*Exercise*
Tell how many lines in the data below include the word "interrupt". The answer is the number only.
▼
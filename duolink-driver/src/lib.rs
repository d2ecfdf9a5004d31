//! Duolink driver interface
//!
//! The crate provides an interface between platform peripherals and the Duolink runtime.
//! Limited scope facilitates compatibility across versions.
//! Board support crates should depend on this crate. Duolink users should depend on
//! the `duolink` crate instead.
//!
//! The runtime consumes five kinds of collaborators:
//! * a periodic tick source, delivered as an [`interrupt::InterruptSource`] event
//! * two streaming [`peripheral::DmaChannel`]s, one per transfer direction
//! * a [`peripheral::SpiReceiver`] that can be gated and flushed between frames
//! * a level-readable [`peripheral::DigitalInput`] for the chip-select line
//! * a cross-core [`peripheral::Handshake`] flag used once at bring-up
//!
//! The critical section primitive comes from the `critical-section` crate through
//! `embassy_sync::blocking_mutex::raw::CriticalSectionRawMutex`.
//!
//! Hardware vectors are bound to handlers at run time through a [`interrupt::Dispatcher`].
//! The platform vector table only needs to forward the vector number.

#![no_std]

pub mod interrupt;
pub mod peripheral;

pub mod time {
    pub use embassy_time::{Duration, Instant};
}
▲
*Result*
3